→ **Supplied records**:
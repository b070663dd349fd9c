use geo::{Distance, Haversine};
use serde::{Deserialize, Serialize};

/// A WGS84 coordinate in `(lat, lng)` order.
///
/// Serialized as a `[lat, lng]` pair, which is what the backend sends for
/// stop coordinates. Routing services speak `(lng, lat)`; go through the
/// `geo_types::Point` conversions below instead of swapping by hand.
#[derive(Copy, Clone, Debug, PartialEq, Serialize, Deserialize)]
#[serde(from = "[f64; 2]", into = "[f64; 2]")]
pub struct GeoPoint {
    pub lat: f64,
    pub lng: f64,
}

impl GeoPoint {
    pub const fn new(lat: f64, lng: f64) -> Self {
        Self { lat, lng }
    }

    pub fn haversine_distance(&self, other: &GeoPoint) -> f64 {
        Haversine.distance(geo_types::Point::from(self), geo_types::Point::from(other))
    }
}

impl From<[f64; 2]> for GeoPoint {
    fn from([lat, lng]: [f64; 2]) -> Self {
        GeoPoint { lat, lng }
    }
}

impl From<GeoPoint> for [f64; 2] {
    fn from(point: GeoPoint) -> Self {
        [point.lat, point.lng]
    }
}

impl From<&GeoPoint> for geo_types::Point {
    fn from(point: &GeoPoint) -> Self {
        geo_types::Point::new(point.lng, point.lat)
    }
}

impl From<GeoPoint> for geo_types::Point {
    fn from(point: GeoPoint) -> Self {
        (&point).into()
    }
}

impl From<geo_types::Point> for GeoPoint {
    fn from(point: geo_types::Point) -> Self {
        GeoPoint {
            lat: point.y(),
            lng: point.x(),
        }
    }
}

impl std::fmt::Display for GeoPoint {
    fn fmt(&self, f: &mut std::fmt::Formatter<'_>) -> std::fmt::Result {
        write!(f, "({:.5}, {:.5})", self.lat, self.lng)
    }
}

→ **Required action**:
The answer is the records above restated word for word from their opening line through the line that holds "impl From<geo_types::Point> for", both included, and nothing else.

→ **Answer to the exercise**:
repository b070663dd349fd9c
use geo::{Distance, Haversine};
use serde::{Deserialize, Serialize};

/// A WGS84 coordinate in `(lat, lng)` order.
///
/// Serialized as a `[lat, lng]` pair, which is what the backend sends for
/// stop coordinates. Routing services speak `(lng, lat)`; go through the
/// `geo_types::Point` conversions below instead of swapping by hand.
#[derive(Copy, Clone, Debug, PartialEq, Serialize, Deserialize)]
#[serde(from = "[f64; 2]", into = "[f64; 2]")]
pub struct GeoPoint {
    pub lat: f64,
    pub lng: f64,
}

impl GeoPoint {
    pub const fn new(lat: f64, lng: f64) -> Self {
        Self { lat, lng }
    }

    pub fn haversine_distance(&self, other: &GeoPoint) -> f64 {
        Haversine.distance(geo_types::Point::from(self), geo_types::Point::from(other))
    }
}

impl From<[f64; 2]> for GeoPoint {
    fn from([lat, lng]: [f64; 2]) -> Self {
        GeoPoint { lat, lng }
    }
}

impl From<GeoPoint> for [f64; 2] {
    fn from(point: GeoPoint) -> Self {
        [point.lat, point.lng]
    }
}

impl From<&GeoPoint> for geo_types::Point {
    fn from(point: &GeoPoint) -> Self {
        geo_types::Point::new(point.lng, point.lat)
    }
}

impl From<GeoPoint> for geo_types::Point {
    fn from(point: GeoPoint) -> Self {
        (&point).into()
    }
}

impl From<geo_types::Point> for GeoPoint {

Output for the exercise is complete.